#### RECORDED DATA:
┄┄┄┄┄┄
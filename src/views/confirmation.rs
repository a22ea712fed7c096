// ============================================================================
// CONFIRMATION VIEW - delete prompt for a ConfirmationController
// ============================================================================

use wasm_bindgen::prelude::*;
use web_sys::Element;

use crate::dom::{append_child, clear, on_click, ElementBuilder};
use crate::services::ApiClient;
use crate::viewmodels::controller::ConfirmationController;
use crate::viewmodels::resource::Resource;

pub fn render_confirmation<R: Resource>(confirm: &ConfirmationController<R>, api: &ApiClient) -> Result<Element, JsValue> {
    let host = ElementBuilder::new("div")?.class("modal-host").build();
    paint(confirm, api, &host)?;

    let for_paint = confirm.clone();
    let api = api.clone();
    let target = host.clone();
    confirm.subscribe(move || {
        if let Err(e) = paint(&for_paint, &api, &target) {
            log::error!("❌ [CONFIRM] Render failed: {:?}", e);
        }
    });
    Ok(host)
}

fn paint<R: Resource>(confirm: &ConfirmationController<R>, api: &ApiClient, host: &Element) -> Result<(), JsValue> {
    clear(host);
    let state = confirm.state();
    let Some(record) = state.record.as_ref().filter(|_| state.open) else {
        return Ok(());
    };

    let name = record.title();
    let question = if name.is_empty() {
        format!("Delete this {}?", R::LABEL.to_lowercase())
    } else {
        format!("Delete {} \"{}\"?", R::LABEL.to_lowercase(), name)
    };

    let cancel = ElementBuilder::new("button")?
        .class("btn")
        .text("Cancel")
        .flag("disabled", state.is_processing)?
        .build();
    {
        let confirm = confirm.clone();
        on_click(&cancel, move |_| confirm.close())?;
    }

    let delete = ElementBuilder::new("button")?
        .class("btn btn-danger")
        .text(if state.is_processing { "Deleting…" } else { "Delete" })
        .flag("disabled", state.is_processing)?
        .build();
    {
        let confirm = confirm.clone();
        let api = api.clone();
        on_click(&delete, move |_| confirm.confirm(&api))?;
    }

    let mut dialog = ElementBuilder::new("div")?
        .class("modal")
        .attr("role", "dialog")?
        .child(ElementBuilder::new("h3")?.text(&question).build())?
        .child(ElementBuilder::new("p")?.text("This cannot be undone.").build())?;
    if let Some(error) = &state.error {
        dialog = dialog.child(ElementBuilder::new("p")?.class("form-error").text(error).build())?;
    }
    let dialog = dialog
        .child(ElementBuilder::new("div")?.class("modal-actions").children([cancel, delete])?.build())?
        .build();

    append_child(host, &ElementBuilder::new("div")?.class("backdrop").build())?;
    append_child(host, &dialog)
}
use serde::{Deserialize, Serialize};
use serde_json::{Map, Value};

use crate::models::id;

/// Advertising campaign owned by a brand
#[derive(Clone, Debug, Default, PartialEq, Serialize, Deserialize)]
#[serde(rename_all = "camelCase")]
pub struct Campaign {
    #[serde(default, alias = "_id", deserialize_with = "id::optional", skip_serializing_if = "Option::is_none")]
    pub id: Option<String>,
    #[serde(default)]
    pub name: Option<String>,
    #[serde(default, deserialize_with = "id::optional")]
    pub brand_id: Option<String>,
    #[serde(default)]
    pub start_date: Option<String>,
    #[serde(default)]
    pub end_date: Option<String>,
    /// Budget in cents
    #[serde(default)]
    pub budget: Option<i64>,
    #[serde(default)]
    pub status: Option<String>,
    #[serde(flatten)]
    pub extra: Map<String, Value>,
}

/// Creative shown inside a campaign. Uploaded as multipart (image file).
#[derive(Clone, Debug, Default, PartialEq, Serialize, Deserialize)]
#[serde(rename_all = "camelCase")]
pub struct Advertisement {
    #[serde(default, alias = "_id", deserialize_with = "id::optional", skip_serializing_if = "Option::is_none")]
    pub id: Option<String>,
    #[serde(default)]
    pub title: Option<String>,
    #[serde(default, deserialize_with = "id::optional")]
    pub campaign_id: Option<String>,
    #[serde(default, deserialize_with = "id::optional")]
    pub brand_id: Option<String>,
    #[serde(default)]
    pub image_url: Option<String>,
    #[serde(default)]
    pub link_url: Option<String>,
    #[serde(default)]
    pub status: Option<String>,
    #[serde(flatten)]
    pub extra: Map<String, Value>,
}
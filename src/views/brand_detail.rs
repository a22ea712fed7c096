// ============================================================================
// BRAND DETAIL - brand header plus members, campaigns and ads
// ============================================================================

use serde_json::{Map, Value};
use wasm_bindgen::prelude::*;
use wasm_bindgen_futures::spawn_local;
use web_sys::Element;

use crate::dom::{append_child, clear, fallback_image, on_click, ElementBuilder};
use crate::events::topics::{BRAND_ADS, BRAND_CAMPAIGNS, BRAND_MEMBERS};
use crate::models::{Advertisement, Brand, BrandMember, Campaign};
use crate::router::Route;
use crate::services::endpoints;
use crate::services::resource_service::fetch_record;
use crate::state::AppState;
use crate::views::entity::EntitySection;
use crate::views::page::Page;
use crate::views::table::TableOptions;

fn brand_defaults(brand_id: &str) -> Map<String, Value> {
    let mut defaults = Map::new();
    defaults.insert("brandId".to_string(), Value::String(brand_id.to_string()));
    defaults
}

/// Campaign and ad sections (and members when `with_members`) for one brand
pub fn mount_brand_sections(
    state: &AppState,
    brand_id: &str,
    with_members: bool,
    page: &mut Page,
) -> Result<Element, JsValue> {
    let container = ElementBuilder::new("div")?.class("brand-sections").build();

    if with_members {
        let members = EntitySection::<BrandMember>::mount(
            state,
            "members_",
            endpoints::brand_members(brand_id),
            TableOptions::crud("Members", BRAND_MEMBERS),
            brand_defaults(brand_id),
        )?;
        append_child(&container, &members.element)?;
        members.bind_to(page);
    }

    let campaigns = EntitySection::<Campaign>::mount(
        state,
        "campaigns_",
        endpoints::brand_campaigns(brand_id),
        TableOptions::crud("Campaigns", BRAND_CAMPAIGNS),
        brand_defaults(brand_id),
    )?;
    append_child(&container, &campaigns.element)?;
    campaigns.bind_to(page);

    let ads = EntitySection::<Advertisement>::mount(
        state,
        "ads_",
        endpoints::brand_ads(brand_id),
        TableOptions::crud("Advertisements", BRAND_ADS),
        brand_defaults(brand_id),
    )?;
    append_child(&container, &ads.element)?;
    ads.bind_to(page);

    Ok(container)
}

pub fn render_brand_detail(state: &AppState, brand_id: &str) -> Result<Page, JsValue> {
    let header = ElementBuilder::new("div")?
        .class("brand-header")
        .child(ElementBuilder::new("h2")?.text("Loading brand…").build())?
        .build();

    let back = ElementBuilder::new("button")?.class("btn btn-link").text("‹ All brands").build();
    {
        let router = state.router.clone();
        on_click(&back, move |_| router.navigate(&Route::Brands.path()))?;
    }

    let element = ElementBuilder::new("div")?
        .class("brand-detail")
        .child(back)?
        .child(header.clone())?
        .build();
    let mut page = Page::new(element.clone());
    append_child(&element, &mount_brand_sections(state, brand_id, true, &mut page)?)?;

    let api = state.api.clone();
    let endpoint = endpoints::brands().item(brand_id);
    spawn_local(async move {
        match fetch_record::<Brand>(&api, endpoint).await {
            Ok(brand) => {
                if let Err(e) = paint_header(&header, &brand) {
                    log::error!("❌ [BRAND] Header render failed: {:?}", e);
                }
            }
            Err(error) => {
                log::warn!("⚠️ [BRAND] Could not load brand: {}", error);
                header.set_text_content(Some(error.user_message().as_str()));
            }
        }
    });

    Ok(page)
}

fn paint_header(header: &Element, brand: &Brand) -> Result<(), JsValue> {
    clear(header);
    if let Some(logo) = brand.logo_url.as_deref() {
        let img = ElementBuilder::new("img")?.class("brand-logo").attr("src", logo)?.attr("alt", "")?.build();
        fallback_image(&img)?;
        append_child(header, &img)?;
    }
    let title = ElementBuilder::new("div")?
        .child(ElementBuilder::new("h2")?.text(brand.name.as_deref().unwrap_or("Unnamed brand")).build())?
        .child(
            ElementBuilder::new("p")?
                .class("muted")
                .text(brand.website.as_deref().unwrap_or(""))
                .build(),
        )?
        .build();
    append_child(header, &title)?;
    if let Some(description) = brand.description.as_deref() {
        append_child(header, &ElementBuilder::new("p")?.text(description).build())?;
    }
    Ok(())
}
// ============================================================================
// TOPICS - `<action>:<entity>:<verb>` names used on the event bus
// ============================================================================

/// Broadcast to every mounted list view
pub const REFRESH_DATA: &str = "refresh:data";

/// Payload of a drawer topic when the drawer should open on an empty record
pub const NEW_RECORD: &str = "new";

/// The three topics an entity workflow is wired through
#[derive(Debug, Clone, Copy, PartialEq, Eq)]
pub struct TopicSet {
    /// Opens the editor drawer (payload: record or `NEW_RECORD`)
    pub drawer: &'static str,
    /// Opens the delete confirmation (payload: record)
    pub confirmation: &'static str,
    /// Tells the owning list view to re-fetch
    pub reload: &'static str,
}

pub const USERS: TopicSet = TopicSet {
    drawer: "drawer:users:edit",
    confirmation: "confirmation:users:delete",
    reload: "reload:users",
};

pub const BRANDS: TopicSet = TopicSet {
    drawer: "drawer:brands:edit",
    confirmation: "confirmation:brands:delete",
    reload: "reload:brands",
};

pub const LOCATIONS: TopicSet = TopicSet {
    drawer: "drawer:locations:edit",
    confirmation: "confirmation:locations:delete",
    reload: "reload:locations",
};

pub const LOOKS: TopicSet = TopicSet {
    drawer: "drawer:look:creator:edit",
    confirmation: "confirmation:looks:delete",
    reload: "reload:looks",
};

pub const BRAND_MEMBERS: TopicSet = TopicSet {
    drawer: "drawer:brand:members:edit",
    confirmation: "confirmation:brand:members:delete",
    reload: "reload:brand-members",
};

// Campaigns and ads share a reload topic: removing a campaign removes its ads
pub const BRAND_CAMPAIGNS: TopicSet = TopicSet {
    drawer: "drawer:brand:campaigns:edit",
    confirmation: "confirmation:brand:campaigns:delete",
    reload: "reload:brand-ads",
};

pub const BRAND_ADS: TopicSet = TopicSet {
    drawer: "drawer:brand:ads:edit",
    confirmation: "confirmation:brand:ads:delete",
    reload: "reload:brand-ads",
};

/// Whether a drawer payload asks for a new record
pub fn is_new_record(detail: &serde_json::Value) -> bool {
    detail.is_null() || detail.as_str() == Some(NEW_RECORD)
}

#[cfg(test)]
mod tests {
    use super::*;
    use serde_json::json;

    #[test]
    fn topic_names_follow_the_action_entity_verb_convention() {
        for set in [USERS, BRANDS, LOCATIONS, LOOKS, BRAND_MEMBERS, BRAND_CAMPAIGNS, BRAND_ADS] {
            assert!(set.drawer.starts_with("drawer:"));
            assert!(set.confirmation.starts_with("confirmation:"));
            assert!(set.reload.starts_with("reload:"));
        }
    }

    #[test]
    fn new_sentinel_is_recognised() {
        assert!(is_new_record(&json!("new")));
        assert!(is_new_record(&serde_json::Value::Null));
        assert!(!is_new_record(&json!({"id": "1"})));
    }
}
┄┄┄┄┄┄
#### TASK DETAILS:
Which lines of the data include the word "ApiClient"? Copy each one.

#### YOUR SOLUTION:
use crate::services::ApiClient;
pub fn render_confirmation<R: Resource>(confirm: &ConfirmationController<R>, api: &ApiClient) -> Result<Element, JsValue> {
fn paint<R: Resource>(confirm: &ConfirmationController<R>, api: &ApiClient, host: &Element) -> Result<(), JsValue> {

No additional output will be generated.